Campionato ancora tutto da scrivere
Il campionato è ancora aperto e potrà riservare sorprese. Nessuna delle compagini in
corsa ha dato l'impressione di essere nettamente superiore alle altre. Secondo Vanetta, la seconda parte della stagione - senza le coppe europee- sarà
decisiva: “L’avversario più temibile per noi, siamo noi stessi. Dobbiamo ritrovare
la continuità della performance e il volume di corsa. La seconda parte di
campionato sarà molto differente. L’influenza delle coppe europee sarà meno
presente. Ci sarà una bella lotta fino alla fine, poi vincerà chi avrà la
panchina più pronta, la forma fisica adeguata al momento giusto e chi sarà
abituato a gestire situazioni di pressione”.
La Champions League
In Champions
League le condizioni della squadra di Joel Magnin sono bene peggiori: 0 punti
in 4 partite e l’esclusione dalla fase finale della competizione è già alle
porte. “Il focus è naturalmente sul campionato perché è il nostro pane
quotidiano e ci permette di fare le coppe nella stagione seguente. Quest’anno
la Champions era molto importante a livello finanziario per il club". Molto
sinceramente "la Champions di quest’anno non so se sia un regalo o un carico di
lavoro per noi. Nelle prime tre partite abbiamo dimostrato di non avere il
livello per giocare contro Inter, Barcellona o Aston Villa. È chiaro che si
impara, ma ci si mette qualche giorno a digerire e si mettono in dubbio le dinamiche
difensive perché si ha preso acqua da tutte le parti.

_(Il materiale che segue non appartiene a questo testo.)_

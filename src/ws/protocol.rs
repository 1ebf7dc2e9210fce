//! Wire protocol message definitions.
//!
//! Every frame is a single leading ASCII digit (the message type)
//! followed immediately by a JSON body, no separator. Both directions
//! use the same framing.

use serde::{Deserialize, Serialize};
use uuid::Uuid;

use crate::game::physics::{DirKey, Pos};

/// Messages sent from client to server
#[derive(Debug, Clone, PartialEq)]
pub enum ClientMsg {
    /// Request to join a room
    Join(JoinMsg),
    /// Leave the current room
    Leave(LeaveMsg),
    /// A batch of directional input sampled on one render frame
    Move(MoveMsg),
    /// Latency probe carrying the client's send timestamp
    Ping(PingMsg),
}

#[derive(Debug, Clone, PartialEq, Serialize, Deserialize)]
pub struct JoinMsg {
    #[serde(rename = "playerId")]
    pub player_id: Uuid,
}

#[derive(Debug, Clone, PartialEq, Serialize, Deserialize)]
pub struct LeaveMsg {
    #[serde(rename = "playerId")]
    pub player_id: Uuid,
}

#[derive(Debug, Clone, PartialEq, Serialize, Deserialize)]
pub struct MoveMsg {
    #[serde(rename = "playerId")]
    pub player_id: Uuid,
    /// Directional keys held during the sampled frame
    pub input: Vec<DirKey>,
    /// Client's local clock at sample time, in seconds
    pub local_time: f64,
    /// Client-assigned sequence number, strictly increasing from 1
    pub input_seq: u64,
}

#[derive(Debug, Clone, PartialEq, Serialize, Deserialize)]
pub struct PingMsg {
    /// Client timestamp in fractional milliseconds, echoed back verbatim
    pub ping: f64,
}

/// Messages sent from server to client
#[derive(Debug, Clone, PartialEq)]
pub enum ServerMsg {
    /// Room reached its player minimum and is now simulating
    StartGame(StartGameMsg),
    /// Room torn down
    EndGame,
    /// Authoritative state snapshot, one per server update
    Tick(TickMsg),
    /// Current roster, sent when the room membership grows
    ClientJoin(ClientJoinMsg),
    /// A player left; carries the migrated host if any
    PlayerLeft(PlayerLeftMsg),
    /// Echo of a latency probe
    ClientPing(ClientPingMsg),
}

#[derive(Debug, Clone, PartialEq, Serialize, Deserialize)]
pub struct StartGameMsg {
    /// Server's local clock at start, in seconds
    pub server_time: f64,
}

/// One player's entry in a snapshot
#[derive(Debug, Clone, PartialEq, Serialize, Deserialize)]
pub struct PlayerSnapshot {
    #[serde(rename = "playerId")]
    pub player_id: Uuid,
    pub pos: Pos,
    /// Highest input sequence the server has applied for this player
    pub last_input_seq: u64,
}

/// Authoritative snapshot of every player at server time `t`.
/// Immutable once constructed; produced exactly once per server update.
#[derive(Debug, Clone, PartialEq, Serialize, Deserialize)]
pub struct TickMsg {
    pub players: Vec<PlayerSnapshot>,
    /// Server local time of this snapshot, in seconds
    pub t: f64,
}

#[derive(Debug, Clone, PartialEq, Serialize, Deserialize)]
pub struct RosterEntry {
    #[serde(rename = "playerId")]
    pub player_id: Uuid,
    pub pos: Pos,
    #[serde(rename = "isHost")]
    pub is_host: bool,
}

#[derive(Debug, Clone, PartialEq, Serialize, Deserialize)]
pub struct ClientJoinMsg {
    pub players: Vec<RosterEntry>,
}

#[derive(Debug, Clone, PartialEq, Serialize, Deserialize)]
pub struct PlayerLeftMsg {
    #[serde(rename = "playerId")]
    pub player_id: Uuid,
    #[serde(rename = "newHostId")]
    pub new_host_id: Option<Uuid>,
}

#[derive(Debug, Clone, PartialEq, Serialize, Deserialize)]
pub struct ClientPingMsg {
    #[serde(rename = "playerId")]
    pub player_id: Uuid,
    /// The timestamp the client sent, unchanged
    pub ping: f64,
}

/// Protocol decode errors
#[derive(Debug, thiserror::Error)]
pub enum ProtocolError {
    #[error("empty frame")]
    Empty,

    #[error("unknown message type: {0}")]
    UnknownType(char),

    #[error("malformed payload: {0}")]
    Json(#[from] serde_json::Error),
}

// Message type discriminants. Kept numeric and single-digit so the
// frame prefix is always exactly one byte.
mod client_type {
    pub const JOIN: char = '0';
    pub const LEAVE: char = '1';
    pub const MOVE: char = '2';
    pub const PING: char = '3';
}

mod server_type {
    pub const START_GAME: char = '0';
    pub const END_GAME: char = '1';
    pub const TICK: char = '2';
    pub const CLIENT_JOIN: char = '5';
    pub const PLAYER_LEFT: char = '6';
    pub const CLIENT_PING: char = '8';
}

impl ClientMsg {
    pub fn encode(&self) -> String {
        match self {
            ClientMsg::Join(m) => frame(client_type::JOIN, m),
            ClientMsg::Leave(m) => frame(client_type::LEAVE, m),
            ClientMsg::Move(m) => frame(client_type::MOVE, m),
            ClientMsg::Ping(m) => frame(client_type::PING, m),
        }
    }

    pub fn decode(raw: &str) -> Result<Self, ProtocolError> {
        let (tag, body) = split_frame(raw)?;
        match tag {
            client_type::JOIN => Ok(ClientMsg::Join(serde_json::from_str(body)?)),
            client_type::LEAVE => Ok(ClientMsg::Leave(serde_json::from_str(body)?)),
            client_type::MOVE => Ok(ClientMsg::Move(serde_json::from_str(body)?)),
            client_type::PING => Ok(ClientMsg::Ping(serde_json::from_str(body)?)),
            other => Err(ProtocolError::UnknownType(other)),
        }
    }
}

impl ServerMsg {
    pub fn encode(&self) -> String {
        match self {
            ServerMsg::StartGame(m) => frame(server_type::START_GAME, m),
            ServerMsg::EndGame => format!("{}true", server_type::END_GAME),
            ServerMsg::Tick(m) => frame(server_type::TICK, m),
            ServerMsg::ClientJoin(m) => frame(server_type::CLIENT_JOIN, m),
            ServerMsg::PlayerLeft(m) => frame(server_type::PLAYER_LEFT, m),
            ServerMsg::ClientPing(m) => frame(server_type::CLIENT_PING, m),
        }
    }

    pub fn decode(raw: &str) -> Result<Self, ProtocolError> {
        let (tag, body) = split_frame(raw)?;
        match tag {
            server_type::START_GAME => Ok(ServerMsg::StartGame(serde_json::from_str(body)?)),
            server_type::END_GAME => Ok(ServerMsg::EndGame),
            server_type::TICK => Ok(ServerMsg::Tick(serde_json::from_str(body)?)),
            server_type::CLIENT_JOIN => Ok(ServerMsg::ClientJoin(serde_json::from_str(body)?)),
            server_type::PLAYER_LEFT => Ok(ServerMsg::PlayerLeft(serde_json::from_str(body)?)),
            server_type::CLIENT_PING => Ok(ServerMsg::ClientPing(serde_json::from_str(body)?)),
            other => Err(ProtocolError::UnknownType(other)),
        }
    }
}

fn frame<T: Serialize>(tag: char, payload: &T) -> String {
    // Payload types contain no maps with non-string keys, so
    // serialization cannot fail.
    let body = serde_json::to_string(payload).unwrap_or_else(|_| "null".to_string());
    format!("{}{}", tag, body)
}

fn split_frame(raw: &str) -> Result<(char, &str), ProtocolError> {
    let mut chars = raw.chars();
    let tag = chars.next().ok_or(ProtocolError::Empty)?;
    Ok((tag, chars.as_str()))
}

Con lo Shaktar, invece,
il pareggio sarebbe stato più giusto” dichiara il viceallenatore dello Young Boys.
Dove arriverà l'YB?
Dalla
sconfitta contro il Lugano del 27 ottobre, lo Young Boys ha collezionato 7
punti (un pareggio a Zurigo e vittorie con Basilea e lo stesso Lugano). Un
ruolino di marcia a cui eravamo abituati. Ma i detentori del titolo svizzero
riusciranno a concorrere per la vittoria del campionato entro la fine dell’anno? “Lo Young Boys
sta tornando”, afferma Vanetta. “Siamo sulla strada giusta. Dobbiamo correre
con tanta intensità, dobbiamo correre a lungo e soprattutto avere più disciplina
e spirito di squadra. Tutti gli allenatori dicono che c’è bisogno di tutto il gruppo, ma non è vero. Quelli che giocano ogni sette giorni hanno bisogno dei migliori.
Quando si gioca ogni tre giorni tutti sono necessari e noi necessitiamo di tutti al meglio”.